Helen is Light. She died over a hundred years ago and is now only kept out of a personal hell by clinging to one host after another. Invisible to the people around her, she does nothing but watch and try to inspire each new host to do good things. Then, one day, a student in her current host’s classroom looks at her. Sees her. Speaks to her.
James was also Light, haunting a place rather than a person. Then he saw a boy, Billy Blake, and realized the body was empty. Billy’s spirit – miserable, downtrodden, drug-addled – has simply given up and left the body, so James took his place. Now in this body, he can see other spirits like Helen, and he begins to remember his past. As the two fall in love with each other, James helps Helen to take a body as well, which starts them both on a journey of self-discovery.
This is a strange book that seems to be two books in one. First, there is the story of James and Helen, why they are Light, why they aren’t moving on after death, and how they can get to where they’re supposed to go. Then there’s the story of the lives they’ve taken over. They have no memories of the people they become. James is trying to sort out what happened to Billy’s family – a father in jail, a mother in a coma, a brother who’s raising him – and Helen is dealing with a crushingly-religious household as an only child named Jenny. For awhile, the background of James and Helen’s lives take back burner, and the book addresses the oppressive lives that Billy and Jenny both live in.
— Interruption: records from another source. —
// Fixed-rate stream driver
//
// Owns all mutable animation state and runs as a single sequential unit
// of work per tick: poll the command mailbox, advance the effect engine,
// composite, transmit. A failed transmit drops that frame and never
// stalls the loop; the next tick renders fresh state.

use std::time::{Duration, Instant};

use tokio::time::MissedTickBehavior;
use tracing::{info, warn};

use crate::command::{self, CommandReceiver};
use crate::effect::EffectEngine;
use crate::frame;
use crate::geometry::LedPoint;
use crate::opc::{OpcClient, OpcMessage, CHANNEL};

pub struct StreamDriver {
    leds: Vec<LedPoint>,
    engine: EffectEngine,
    client: OpcClient,
    commands: CommandReceiver,
    tick: Duration,
}

impl StreamDriver {
    pub fn new(
        leds: Vec<LedPoint>,
        engine: EffectEngine,
        client: OpcClient,
        commands: CommandReceiver,
        tick: Duration,
    ) -> Self {
        Self {
            leds,
            engine,
            client,
            commands,
            tick,
        }
    }

    /// Run the render loop until the process exits.
    pub async fn run(mut self) {
        info!(leds = self.leds.len(), tick_ms = self.tick.as_millis() as u64, "stream driver running");
        let start = Instant::now();
        let mut interval = tokio::time::interval(self.tick);
        // A late tick renders current state; bursting stale frames helps nobody
        interval.set_missed_tick_behavior(MissedTickBehavior::Skip);
        loop {
            interval.tick().await;
            self.tick_once(start.elapsed().as_millis() as u64).await;
        }
    }

    /// One tick of the loop, in order: command poll, engine advance,
    /// composite, transmit.
    pub async fn tick_once(&mut self, now_ms: u64) {
        let cmd = command::poll(&mut self.commands);
        self.engine.advance(now_ms, cmd);

        let output = self.engine.render(&mut self.leds, now_ms);
        frame::resolve(output, &mut self.leds);

        let msg = OpcMessage::set_pixel_colors(CHANNEL, frame::pack(&self.leds));
        if let Err(e) = self.client.send(&msg).await {
            warn!("dropping frame: {e}");
        }
    }
}
//! Procedural effect catalog and engine.
//!
//! Effects are a closed set of variants behind one render call. Each tick
//! the active effect either draws into the shared offscreen raster (canvas
//! effects, sampled per-LED by the compositor) or writes LED colors
//! directly (per-pixel effects). All per-effect mutable state lives in the
//! engine; nothing survives outside its ownership.

pub mod canvas;
pub mod pixel;

use image::RgbImage;
use rand::rngs::StdRng;
use rand::SeedableRng;
use tracing::debug;

use crate::command::Command;
use crate::geometry::{GridLayout, LedPoint};
use crate::particles::{ParticlePool, Vec2};

// ── Catalog ──────────────────────────────────────────────────────────

/// The closed set of effect variants, cycled in declaration order.
#[derive(Debug, Clone, Copy, PartialEq, Eq)]
pub enum Effect {
    ScrollImage,
    ScrollText,
    FallingBalls,
    Snow,
    ExpandingBalls,
    Pinwheel,
    Sparkle,
    HueSweep,
    CandyChase,
    EmberChase,
    RowHighlight,
}

impl Effect {
    pub const ALL: [Effect; 11] = [
        Effect::ScrollImage,
        Effect::ScrollText,
        Effect::FallingBalls,
        Effect::Snow,
        Effect::ExpandingBalls,
        Effect::Pinwheel,
        Effect::Sparkle,
        Effect::HueSweep,
        Effect::CandyChase,
        Effect::EmberChase,
        Effect::RowHighlight,
    ];

    pub const COUNT: usize = Self::ALL.len();

    pub fn from_index(index: usize) -> Option<Effect> {
        Self::ALL.get(index).copied()
    }

    pub fn next(self) -> Effect {
        Self::ALL[(self as usize + 1) % Self::COUNT]
    }

    pub fn name(self) -> &'static str {
        match self {
            Effect::ScrollImage => "scroll-image",
            Effect::ScrollText => "scroll-text",
            Effect::FallingBalls => "falling-balls",
            Effect::Snow => "snow",
            Effect::ExpandingBalls => "expanding-balls",
            Effect::Pinwheel => "pinwheel",
            Effect::Sparkle => "sparkle",
            Effect::HueSweep => "hue-sweep",
            Effect::CandyChase => "candy-chase",
            Effect::EmberChase => "ember-chase",
            Effect::RowHighlight => "row-highlight",
        }
    }
}

/// What the active effect produced this tick.
pub enum EffectOutput<'a> {
    /// An offscreen raster for the compositor to sample per LED.
    Raster(&'a RgbImage),
    /// Colors were written into the LED array directly.
    Direct,
}

// ── Engine ───────────────────────────────────────────────────────────

/// Engine construction parameters, derived from configuration.
#[derive(Debug, Clone)]
pub struct EngineConfig {
    pub canvas_width: u32,
    pub canvas_height: u32,
    pub cycle_ms: u64,
    pub text_revert_ms: u64,
    pub message: String,
    pub layout: GridLayout,
}

/// Mutable per-effect state, reset only on process start.
struct EffectState {
    falling: ParticlePool,
    snow: ParticlePool,
    expanding: ParticlePool,
    hue: pixel::HueSweepState,
    candy: pixel::ChaseState,
    ember: pixel::ChaseState,
    row: pixel::RowHighlightState,
}

pub struct EffectEngine {
    current: Effect,
    canvas: RgbImage,
    images: Vec<RgbImage>,
    state: EffectState,
    message: String,
    default_message: String,
    cycle_ms: u64,
    text_revert_ms: u64,
    cycle_deadline: u64,
    text_deadline: Option<u64>,
    layout: GridLayout,
    rng: StdRng,
}

impl EffectEngine {
    pub fn new(config: EngineConfig, images: Vec<RgbImage>) -> Self {
        Self::with_rng(config, images, StdRng::from_os_rng())
    }

    /// Deterministic variant for tests and reproducible demos.
    pub fn seeded(config: EngineConfig, images: Vec<RgbImage>, seed: u64) -> Self {
        Self::with_rng(config, images, StdRng::seed_from_u64(seed))
    }

    fn with_rng(config: EngineConfig, images: Vec<RgbImage>, rng: StdRng) -> Self {
        let state = EffectState {
            falling: ParticlePool::new(50, Vec2::ZERO),
            snow: ParticlePool::new(100, Vec2::ZERO),
            expanding: ParticlePool::new(20, Vec2::ZERO),
            hue: pixel::HueSweepState::default(),
            candy: pixel::ChaseState::default(),
            ember: pixel::ChaseState::default(),
            row: pixel::RowHighlightState::default(),
        };
        Self {
            current: Effect::ALL[0],
            canvas: RgbImage::new(config.canvas_width.max(1), config.canvas_height.max(1)),
            images,
            state,
            message: config.message.clone(),
            default_message: config.message,
            cycle_ms: config.cycle_ms,
            text_revert_ms: config.text_revert_ms,
            cycle_deadline: config.cycle_ms,
            text_deadline: None,
            layout: config.layout,
            rng,
        }
    }

    pub fn current(&self) -> Effect {
        self.current
    }

    pub fn message(&self) -> &str {
        &self.message
    }

    /// Evaluate transitions for this tick. A pending command takes
    /// precedence over the cycle timer and resets it; the text-revert
    /// timer runs independently.
    pub fn advance(&mut self, now_ms: u64, command: Option<Command>) {
        if let Some(cmd) = command {
            if let Some(text) = cmd.text {
                debug!(%text, "text override");
                self.message = text;
                self.current = Effect::ScrollText;
                self.text_deadline = Some(now_ms + self.text_revert_ms);
            }
            if let Some(index) = cmd.effect {
                match Effect::from_index(index) {
                    Some(effect) => {
                        debug!(effect = effect.name(), "effect override");
                        self.current = effect;
                    }
                    None => debug!(index, "ignoring out-of-range effect override"),
                }
            }
            self.cycle_deadline = now_ms + self.cycle_ms;
        } else if now_ms >= self.cycle_deadline {
            self.current = self.current.next();
            self.cycle_deadline = now_ms + self.cycle_ms;
            debug!(effect = self.current.name(), "cycle transition");
        }

        if self.text_deadline.is_some_and(|deadline| now_ms >= deadline) {
            self.message = self.default_message.clone();
            self.text_deadline = None;
        }
    }

    /// Render the active effect for this tick.
    pub fn render(&mut self, leds: &mut [LedPoint], now_ms: u64) -> EffectOutput<'_> {
        match self.current {
            Effect::ScrollImage => {
                match self.images.first() {
                    Some(asset) => canvas::scroll_image(&mut self.canvas, asset, now_ms),
                    // No usable assets: fall back to the text scroller
                    None => {
                        canvas::scroll_text(&mut self.canvas, &self.message, now_ms, &mut self.rng)
                    }
                }
                EffectOutput::Raster(&self.canvas)
            }
            Effect::ScrollText => {
                canvas::scroll_text(&mut self.canvas, &self.message, now_ms, &mut self.rng);
                EffectOutput::Raster(&self.canvas)
            }
            Effect::FallingBalls => {
                canvas::falling_balls(&mut self.canvas, &mut self.state.falling, &mut self.rng);
                EffectOutput::Raster(&self.canvas)
            }
            Effect::Snow => {
                canvas::snow(&mut self.canvas, &mut self.state.snow, &mut self.rng);
                EffectOutput::Raster(&self.canvas)
            }
            Effect::ExpandingBalls => {
                canvas::expanding_balls(&mut self.canvas, &mut self.state.expanding, &mut self.rng);
                EffectOutput::Raster(&self.canvas)
            }
            Effect::Pinwheel => {
                canvas::pinwheel(&mut self.canvas, now_ms);
                EffectOutput::Raster(&self.canvas)
            }
            Effect::Sparkle => {
                pixel::sparkle(leds, &mut self.rng, &pixel::SPARKLE);
                EffectOutput::Direct
            }
            Effect::HueSweep => {
                pixel::hue_sweep(leds, &mut self.state.hue, now_ms, &mut self.rng);
                EffectOutput::Direct
            }
            Effect::CandyChase => {
                pixel::chase(leds, &mut self.state.candy, &pixel::CANDY_CHASE);
                EffectOutput::Direct
            }
            Effect::EmberChase => {
                pixel::chase(leds, &mut self.state.ember, &pixel::EMBER_CHASE);
                EffectOutput::Direct
            }
            Effect::RowHighlight => {
                pixel::row_highlight(
                    leds,
                    &mut self.state.row,
                    &self.layout,
                    now_ms,
                    &mut self.rng,
                );
                EffectOutput::Direct
            }
        }
    }
}
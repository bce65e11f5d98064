// Frame composition and wire packing
//
// Resolves an effect's output into exactly one color per LED, then packs
// the array into the per-tick wire payload.

use image::RgbImage;

use crate::color::Rgb;
use crate::effect::EffectOutput;
use crate::geometry::LedPoint;

/// Color used when a mapped coordinate falls outside the raster.
pub const BACKGROUND: Rgb = Rgb::BLACK;

/// Resolve the active effect's output. Direct effects already wrote the
/// LED array; raster output is sampled at each LED's mapped coordinate.
pub fn resolve(output: EffectOutput<'_>, leds: &mut [LedPoint]) {
    match output {
        EffectOutput::Direct => {}
        EffectOutput::Raster(img) => {
            for led in leds {
                led.color = sample(img, led.x, led.y);
            }
        }
    }
}

/// Sample the raster at a physical coordinate. Out-of-range coordinates
/// resolve to the background color, never a fault.
pub fn sample(img: &RgbImage, x: i32, y: i32) -> Rgb {
    if x >= 0 && (x as u32) < img.width() && y >= 0 && (y as u32) < img.height() {
        let p = img.get_pixel(x as u32, y as u32);
        Rgb::from_u8(p[0], p[1], p[2])
    } else {
        BACKGROUND
    }
}

/// Serialize LED colors into wire order: one RGB byte-triple per LED
/// index. Always exactly `leds.len() * 3` bytes.
pub fn pack(leds: &[LedPoint]) -> Vec<u8> {
    let mut data = Vec::with_capacity(leds.len() * 3);
    for led in leds {
        data.extend_from_slice(&led.color.to_bytes());
    }
    data
}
Normally a two-toned book like this, changing from one story abruptly to the next and then back again near the end, doesn’t work for me, but this one did. The transitions between the stories were very natural so that I never felt like I was suddenly thrust into a new place. I absolutely loved every minute of this book and I couldn’t put it down, staying up way past my bedtime to finish. I loved both stories equally, and I was completely satisfied with the way both of them ended. Whitcomb drew me fully into this world. The writing is beautiful and the story is so much fun. I really enjoyed it.